Exercise prompt -
Return the lines of the data below in which the string "CallerIdentity" occurs.

[Source data]
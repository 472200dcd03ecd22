// This module handles bot presence and lifecycle events.
//
// Everything here is Discord-layer glue that adapts the core presence state
// into the primitives expected by serenity (ActivityData, OnlineStatus).

use crate::core::presence::{PresenceSink, PresenceState, StatusMode};
use crate::discord::Data;
use poise::serenity_prelude as serenity;

fn online_status(mode: StatusMode) -> serenity::OnlineStatus {
    match mode {
        StatusMode::Online => serenity::OnlineStatus::Online,
        StatusMode::Idle => serenity::OnlineStatus::Idle,
        StatusMode::DoNotDisturb => serenity::OnlineStatus::DoNotDisturb,
    }
}

fn activity(state: &PresenceState) -> serenity::ActivityData {
    // serenity validates the stream URL up front. A bad URL still shows the
    // text, just without the streaming badge.
    serenity::ActivityData::streaming(state.activity_text.clone(), state.stream_url.as_str())
        .unwrap_or_else(|e| {
            tracing::warn!(url = %state.stream_url, "Invalid stream URL: {}", e);
            serenity::ActivityData::playing(state.activity_text.clone())
        })
}

impl PresenceSink for serenity::Context {
    fn publish(&self, state: &PresenceState) {
        self.set_presence(Some(activity(state)), online_status(state.status_mode));
    }
}

/// Called once the bot is ready: show the configured presence and tell the
/// status dashboard we are up.
pub async fn on_ready(ctx: &serenity::Context, data: &Data) {
    data.presence.apply(ctx).await;
    data.presence.notify_online_status(true).await;
}

#[cfg(test)]
mod tests {
    use super::*;

    #[test]
    fn status_modes_map_to_platform_statuses() {
        assert_eq!(
            online_status(StatusMode::Online),
            serenity::OnlineStatus::Online
        );
        assert_eq!(online_status(StatusMode::Idle), serenity::OnlineStatus::Idle);
        assert_eq!(
            online_status(StatusMode::DoNotDisturb),
            serenity::OnlineStatus::DoNotDisturb
        );
    }

    #[test]
    fn presence_is_published_as_a_stream() {
        let data = activity(&PresenceState::default());
        assert_eq!(data.kind, serenity::ActivityType::Streaming);
        assert_eq!(data.name, crate::core::presence::DEFAULT_ACTIVITY_TEXT);
        assert!(data.url.is_some());
    }

    #[test]
    fn invalid_url_falls_back_to_playing() {
        let state = PresenceState {
            stream_url: "not a url".to_string(),
            ..PresenceState::default()
        };
        let data = activity(&state);
        assert_eq!(data.kind, serenity::ActivityType::Playing);
        assert_eq!(data.name, state.activity_text);
    }
}
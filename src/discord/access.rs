// Discord-side glue for authorization.
//
// Collects the caller's ids once per invocation and applies the configured
// denial policy. Owner commands stay silent towards everyone else.

use crate::core::access::{is_authorized, CallerIdentity, DenialPolicy, RoleRequirement};
use crate::discord::{Context, Error};
use poise::serenity_prelude as serenity;

/// Build the caller's identity. Outside a guild there are no roles.
pub async fn caller_identity(ctx: Context<'_>) -> CallerIdentity {
    let user_id = ctx.author().id.get();

    let role_ids: Vec<u64> = if ctx.guild_id().is_some() {
        match ctx.author_member().await {
            Some(member) => member.roles.iter().map(|r| r.get()).collect(),
            None => {
                tracing::warn!(user_id, "Could not resolve guild member for role check");
                Vec::new()
            }
        }
    } else {
        Vec::new()
    };

    CallerIdentity::new(user_id, role_ids)
}

/// Check the caller against `required`. Returns `false` (after answering per
/// the denial policy) when the command must not proceed.
pub async fn authorize(ctx: Context<'_>, required: &RoleRequirement) -> Result<bool, Error> {
    let caller = caller_identity(ctx).await;
    if is_authorized(&caller, required) {
        return Ok(true);
    }

    tracing::info!(
        user_id = caller.user_id,
        command = %ctx.command().qualified_name,
        "Rejected unauthorized command"
    );
    let policy = ctx.data().access.denial_for(required);
    deny(ctx, policy, "❌ No permission").await?;
    Ok(false)
}

/// Answer a rejected invocation according to `policy`.
async fn deny(ctx: Context<'_>, policy: DenialPolicy, message: &str) -> Result<(), Error> {
    match policy {
        DenialPolicy::Silent => Ok(()),
        DenialPolicy::Reply => {
            ctx.send(
                poise::CreateReply::default()
                    .content(message)
                    .ephemeral(true),
            )
            .await?;
            Ok(())
        }
    }
}

/// Owner commands only run in direct messages. Used inside a guild, the owner
/// gets a DM pointing that out and the command stops.
pub async fn require_direct_message(ctx: Context<'_>) -> Result<bool, Error> {
    if ctx.guild_id().is_none() {
        return Ok(true);
    }

    ctx.author()
        .direct_message(
            ctx.http(),
            serenity::CreateMessage::new().content("❌ Use in DMs only."),
        )
        .await?;
    Ok(false)
}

Completed task -
use crate::core::access::{is_authorized, CallerIdentity, DenialPolicy, RoleRequirement};
pub async fn caller_identity(ctx: Context<'_>) -> CallerIdentity {
    CallerIdentity::new(user_id, role_ids)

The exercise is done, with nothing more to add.